**** Input material
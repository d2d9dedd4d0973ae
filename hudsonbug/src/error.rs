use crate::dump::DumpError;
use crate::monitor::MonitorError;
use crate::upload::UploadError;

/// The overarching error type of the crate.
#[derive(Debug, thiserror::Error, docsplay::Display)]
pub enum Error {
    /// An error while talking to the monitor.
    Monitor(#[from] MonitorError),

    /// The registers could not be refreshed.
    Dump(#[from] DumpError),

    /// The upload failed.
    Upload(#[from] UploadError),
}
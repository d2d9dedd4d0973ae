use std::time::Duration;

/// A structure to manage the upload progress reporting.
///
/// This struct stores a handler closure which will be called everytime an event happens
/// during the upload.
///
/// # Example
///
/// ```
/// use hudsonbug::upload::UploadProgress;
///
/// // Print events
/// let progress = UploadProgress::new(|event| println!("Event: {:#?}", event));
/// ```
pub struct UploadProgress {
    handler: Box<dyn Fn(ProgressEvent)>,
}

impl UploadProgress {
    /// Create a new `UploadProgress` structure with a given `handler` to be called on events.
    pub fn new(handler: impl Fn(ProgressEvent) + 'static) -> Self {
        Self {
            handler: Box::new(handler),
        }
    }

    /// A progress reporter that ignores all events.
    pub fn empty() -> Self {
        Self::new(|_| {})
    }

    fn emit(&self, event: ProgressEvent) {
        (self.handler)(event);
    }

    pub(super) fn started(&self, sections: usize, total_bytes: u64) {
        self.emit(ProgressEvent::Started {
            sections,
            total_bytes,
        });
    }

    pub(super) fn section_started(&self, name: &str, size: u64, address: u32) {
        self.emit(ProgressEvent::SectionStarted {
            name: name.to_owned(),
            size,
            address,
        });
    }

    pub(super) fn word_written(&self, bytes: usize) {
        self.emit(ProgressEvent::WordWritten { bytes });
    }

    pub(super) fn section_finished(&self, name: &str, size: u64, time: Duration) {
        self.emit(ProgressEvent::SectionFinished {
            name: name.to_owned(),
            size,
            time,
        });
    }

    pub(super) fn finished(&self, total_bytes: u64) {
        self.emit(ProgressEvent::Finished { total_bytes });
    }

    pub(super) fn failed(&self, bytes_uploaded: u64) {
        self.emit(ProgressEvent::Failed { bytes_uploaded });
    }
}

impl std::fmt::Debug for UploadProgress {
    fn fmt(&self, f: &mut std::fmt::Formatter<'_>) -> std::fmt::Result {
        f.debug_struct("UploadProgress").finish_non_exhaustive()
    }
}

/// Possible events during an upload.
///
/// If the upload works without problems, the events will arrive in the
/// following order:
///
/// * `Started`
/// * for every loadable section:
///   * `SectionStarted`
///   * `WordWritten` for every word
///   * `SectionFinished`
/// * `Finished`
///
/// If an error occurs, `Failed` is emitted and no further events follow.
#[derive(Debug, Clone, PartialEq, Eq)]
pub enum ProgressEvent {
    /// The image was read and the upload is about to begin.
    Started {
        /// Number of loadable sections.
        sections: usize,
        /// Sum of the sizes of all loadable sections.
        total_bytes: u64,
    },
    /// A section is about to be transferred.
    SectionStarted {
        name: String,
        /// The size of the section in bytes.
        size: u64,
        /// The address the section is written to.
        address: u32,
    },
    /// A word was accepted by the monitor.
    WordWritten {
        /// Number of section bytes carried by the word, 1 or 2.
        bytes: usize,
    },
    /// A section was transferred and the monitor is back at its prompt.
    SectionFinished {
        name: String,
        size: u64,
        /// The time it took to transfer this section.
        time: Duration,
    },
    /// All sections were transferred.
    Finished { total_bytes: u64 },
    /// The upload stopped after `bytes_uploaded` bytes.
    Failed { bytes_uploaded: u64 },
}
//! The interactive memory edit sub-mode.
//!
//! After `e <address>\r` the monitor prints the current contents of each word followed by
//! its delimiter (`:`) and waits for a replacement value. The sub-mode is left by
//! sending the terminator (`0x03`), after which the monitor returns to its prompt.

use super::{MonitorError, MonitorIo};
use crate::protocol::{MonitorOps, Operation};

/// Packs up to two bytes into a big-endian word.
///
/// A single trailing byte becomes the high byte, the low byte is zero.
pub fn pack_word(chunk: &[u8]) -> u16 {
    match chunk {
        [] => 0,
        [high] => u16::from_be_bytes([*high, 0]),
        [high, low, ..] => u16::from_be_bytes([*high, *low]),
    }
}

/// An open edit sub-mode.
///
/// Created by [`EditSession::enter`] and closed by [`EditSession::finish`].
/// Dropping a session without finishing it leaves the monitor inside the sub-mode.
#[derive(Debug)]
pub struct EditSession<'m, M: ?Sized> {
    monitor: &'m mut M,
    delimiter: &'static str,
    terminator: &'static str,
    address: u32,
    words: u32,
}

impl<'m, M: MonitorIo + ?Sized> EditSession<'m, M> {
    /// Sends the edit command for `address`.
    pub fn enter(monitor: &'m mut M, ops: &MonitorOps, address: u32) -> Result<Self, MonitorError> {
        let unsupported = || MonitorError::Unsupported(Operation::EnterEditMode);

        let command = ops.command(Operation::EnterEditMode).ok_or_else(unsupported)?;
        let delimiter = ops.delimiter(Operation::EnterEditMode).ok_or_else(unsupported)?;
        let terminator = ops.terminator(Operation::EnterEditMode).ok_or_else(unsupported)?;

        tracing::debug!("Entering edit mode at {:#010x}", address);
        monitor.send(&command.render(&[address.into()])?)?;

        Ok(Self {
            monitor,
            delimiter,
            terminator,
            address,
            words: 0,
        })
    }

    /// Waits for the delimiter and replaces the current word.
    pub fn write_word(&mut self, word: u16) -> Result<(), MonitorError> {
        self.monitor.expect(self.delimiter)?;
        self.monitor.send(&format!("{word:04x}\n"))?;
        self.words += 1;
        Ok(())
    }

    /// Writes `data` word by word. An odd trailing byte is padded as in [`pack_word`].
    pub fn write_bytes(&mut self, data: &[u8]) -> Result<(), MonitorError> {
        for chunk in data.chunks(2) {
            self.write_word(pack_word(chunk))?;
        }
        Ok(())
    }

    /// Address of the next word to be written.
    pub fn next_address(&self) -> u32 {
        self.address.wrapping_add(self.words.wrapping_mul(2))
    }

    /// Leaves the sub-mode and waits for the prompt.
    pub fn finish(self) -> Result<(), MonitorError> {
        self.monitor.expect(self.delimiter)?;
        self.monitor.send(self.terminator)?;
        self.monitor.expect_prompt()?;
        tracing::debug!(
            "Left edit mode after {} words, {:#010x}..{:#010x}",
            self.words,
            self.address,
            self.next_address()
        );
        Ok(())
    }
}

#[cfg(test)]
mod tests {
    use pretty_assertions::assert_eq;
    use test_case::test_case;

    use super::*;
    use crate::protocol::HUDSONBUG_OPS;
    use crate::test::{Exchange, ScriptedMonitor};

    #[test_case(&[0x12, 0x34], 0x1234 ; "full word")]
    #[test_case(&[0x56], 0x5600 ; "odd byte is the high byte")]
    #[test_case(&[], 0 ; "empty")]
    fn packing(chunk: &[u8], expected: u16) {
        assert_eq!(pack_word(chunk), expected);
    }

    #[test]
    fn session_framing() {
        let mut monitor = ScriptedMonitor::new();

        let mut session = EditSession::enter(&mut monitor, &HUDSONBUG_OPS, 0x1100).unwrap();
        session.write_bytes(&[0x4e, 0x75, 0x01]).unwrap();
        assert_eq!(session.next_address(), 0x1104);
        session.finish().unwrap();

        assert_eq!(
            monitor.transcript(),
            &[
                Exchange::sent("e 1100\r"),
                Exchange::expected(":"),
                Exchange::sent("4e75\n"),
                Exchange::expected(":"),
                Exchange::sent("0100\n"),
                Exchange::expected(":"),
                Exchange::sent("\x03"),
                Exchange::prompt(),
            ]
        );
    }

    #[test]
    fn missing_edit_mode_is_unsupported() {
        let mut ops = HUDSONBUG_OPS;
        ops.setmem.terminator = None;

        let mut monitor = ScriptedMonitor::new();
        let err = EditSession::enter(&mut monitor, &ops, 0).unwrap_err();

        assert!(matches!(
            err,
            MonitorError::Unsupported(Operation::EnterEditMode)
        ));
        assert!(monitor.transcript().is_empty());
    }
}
********
[About this task] Please report only the count of lines in the entries above where the word "data" appears.

[Solution to this task] 3